Recent Israeli attack on the Natanz nuclear power plant affects talks in Vienna to revive PIAC. What is not clear is how. On the one hand, Iran has not responded (for now) to the Israeli provocation, calling it a "stupid act of terrorism", indicating its desire to do nothing to prevent an American return to the agreement and the consequent lifting of sanctions. But on the other hand, it takes pressure off the American negotiators by giving them more time and delays the possibility of Iran getting its hands on the nuclear bomb. This is all positive. But it also makes Iran a victim and makes it harder for Russia or China to pressure Iran to comply with the provisions of the deal, and it also has a negative side by deepening the differences that exist between Republicans and Democrats in the United States on how to deal with the Iranian problem, while strengthening the radicals in Tehran ahead of Iran's June presidential elections because it fuels the sense of injustice among the population and increases their support for nuclearisation. And because, in the end, whatever happens now, the Iranian radicals always win: if there is an agreement, they have not given in to Trump's "maximum pressure"; if there is no agreement, they have always said that the Americans cannot be trusted and that this Israeli attack and the lack of condemnation by the US show that US policy in the Middle East is influenced by Tel Aviv. Not to mention that the lack of an agreement will allow them to increase uranium enrichment, as they are already doing, and that this will bring them closer to the nuclear threshold that North Korea has already crossed.

In any case, European-hosted negotiations in Vienna are very complicated.
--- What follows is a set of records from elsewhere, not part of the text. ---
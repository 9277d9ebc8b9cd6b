//! Core types for the crowdsourcing scheduler.

use serde::{Deserialize, Serialize};
use serde_json::Value;

/// Default number of answers a task needs before it is completed.
pub const DEFAULT_N_ANSWERS: i64 = 30;

/// Placeholder address used for anonymous requesters with no known IP.
pub const FALLBACK_IP: &str = "127.0.0.1";

/// A crowdsourcing project (campaign) that owns tasks.
#[derive(Debug, Clone, Serialize, Deserialize)]
pub struct Project {
    pub id: i64,
    pub short_name: String,
    pub name: String,
    pub allow_anonymous_contributors: bool,
    /// Free-form configuration. `info.sched` selects the scheduling policy.
    pub info: Value,
    pub created_at: i64,
}

/// Input for creating a project.
#[derive(Debug, Clone, Serialize, Deserialize)]
pub struct NewProject {
    pub short_name: String,
    /// Display name; blank means the short name.
    #[serde(default)]
    pub name: String,
    #[serde(default = "default_true")]
    pub allow_anonymous_contributors: bool,
    #[serde(default)]
    pub info: Option<Value>,
}

fn default_true() -> bool {
    true
}

/// Lifecycle state of a task.
#[derive(Debug, Clone, Copy, PartialEq, Eq, Serialize, Deserialize)]
#[serde(rename_all = "snake_case")]
pub enum TaskState {
    Ongoing,
    Completed,
}

impl TaskState {
    pub fn as_str(&self) -> &'static str {
        match self {
            TaskState::Ongoing => "ongoing",
            TaskState::Completed => "completed",
        }
    }

    pub fn from_str(s: &str) -> Option<Self> {
        match s {
            "ongoing" => Some(TaskState::Ongoing),
            "completed" => Some(TaskState::Completed),
            _ => None,
        }
    }
}

/// A unit of work inside a project.
#[derive(Debug, Clone, Serialize, Deserialize)]
pub struct Task {
    pub id: i64,
    pub project_id: i64,
    pub state: TaskState,
    /// Redundancy: answers required before the task is completed.
    pub n_answers: i64,
    /// Higher values are scheduled sooner by the depth-first policy.
    pub priority_0: f64,
    pub info: Value,
    pub created_at: i64,
}

/// Input for creating a task.
#[derive(Debug, Clone, Default, Serialize, Deserialize)]
pub struct NewTask {
    pub n_answers: Option<i64>,
    pub priority_0: Option<f64>,
    pub info: Option<Value>,
}

/// One requester's answer for one task.
#[derive(Debug, Clone, Serialize, Deserialize)]
pub struct TaskRun {
    pub id: i64,
    pub task_id: i64,
    pub project_id: i64,
    #[serde(skip_serializing_if = "Option::is_none")]
    pub user_id: Option<i64>,
    #[serde(skip_serializing_if = "Option::is_none")]
    pub user_ip: Option<String>,
    pub finish_time: i64,
    pub info: Value,
}

/// Input for recording an answer.
#[derive(Debug, Clone, Serialize, Deserialize)]
pub struct NewTaskRun {
    pub project_id: i64,
    pub task_id: i64,
    #[serde(default)]
    pub user_id: Option<i64>,
    #[serde(default)]
    pub user_ip: Option<String>,
    #[serde(default)]
    pub info: Value,
}

/// Identity of whoever is asking for work.
///
/// Registered users are matched on `user_id` only, anonymous requesters on
/// their IP address only.
#[derive(Debug, Clone, PartialEq, Eq, Serialize, Deserialize)]
#[serde(rename_all = "snake_case")]
pub enum Requester {
    User(i64),
    Anonymous(String),
}

impl Requester {
    /// Resolve the identity channel: a user id wins, then the given IP,
    /// then [`FALLBACK_IP`].
    pub fn resolve(user_id: Option<i64>, user_ip: Option<&str>) -> Self {
        Self::resolve_with_fallback(user_id, user_ip, FALLBACK_IP)
    }

    /// Like [`Requester::resolve`] with a caller-supplied fallback address.
    pub fn resolve_with_fallback(user_id: Option<i64>, user_ip: Option<&str>, fallback: &str) -> Self {
        match (user_id, user_ip) {
            (Some(id), _) => Requester::User(id),
            (None, Some(ip)) if !ip.trim().is_empty() => Requester::Anonymous(ip.trim().to_string()),
            (None, _) => Requester::Anonymous(fallback.to_string()),
        }
    }

    pub fn is_anonymous(&self) -> bool {
        matches!(self, Requester::Anonymous(_))
    }

    pub fn user_id(&self) -> Option<i64> {
        match self {
            Requester::User(id) => Some(*id),
            Requester::Anonymous(_) => None,
        }
    }

    pub fn user_ip(&self) -> Option<&str> {
        match self {
            Requester::User(_) => None,
            Requester::Anonymous(ip) => Some(ip),
        }
    }
}

impl std::fmt::Display for Requester {
    fn fmt(&self, f: &mut std::fmt::Formatter<'_>) -> std::fmt::Result {
        match self {
            Requester::User(id) => write!(f, "user:{}", id),
            Requester::Anonymous(ip) => write!(f, "ip:{}", ip),
        }
    }
}

/// Aggregate statistics for one project.
#[derive(Debug, Clone, Serialize, Deserialize)]
pub struct ProjectStats {
    pub project_id: i64,
    pub n_tasks: i64,
    pub n_completed_tasks: i64,
    pub n_task_runs: i64,
    pub n_registered_contributors: i64,
    pub n_anonymous_contributors: i64,
    /// Percentage of tasks completed, 0-100.
    pub overall_progress: f64,
}

/// How far one requester got through a project.
#[derive(Debug, Clone, Copy, PartialEq, Eq, Serialize, Deserialize)]
pub struct UserProgress {
    pub done: i64,
    pub total: i64,
}
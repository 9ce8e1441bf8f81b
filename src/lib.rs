pub mod aggregate;
pub mod api;
pub mod auth;
pub mod cart_repo;
pub mod cart_service;
pub mod config;
pub mod orm;
pub mod recipe_repo;
pub mod routes;
pub mod schema;
pub mod shopping_list;
pub mod short_link_repo;
pub mod short_link_service;
pub mod user_repo;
They are actually indirect contacts between Iranians and Americans and many issues are on the table because Washington wants to build a "stronger and longer" agreement, with additional understandings that close some of the loopholes in the PIAC and extend its so-called "sunset clauses" over time, to allow for constant inspections, to restrict Iran's policy of missile development, which has ever-increasing range, to curb Iran's interference in neighbouring countries, and to further limit Tehran's research and development of nuclear technologies. Washington knows that should Iran get its hands on the bomb, its regime will be as untouchable as Pyongyang's. And Iran knows it too. That is why these are very difficult goals to achieve, especially given the atmosphere of bipartisan non-cooperation in the US and on the eve of elections in Iran. Neither wants to make the first move or project the image of giving in to its rival.

For the moment and despite all this, negotiations continue and, according to Chinese and Iranian sources, in a positive atmosphere, which is a good thing because, should there be no agreement, as Israel admits it wishes, the only way to prevent Tehran from acquiring a nuclear weapon would be war.  And that conflict would not be local.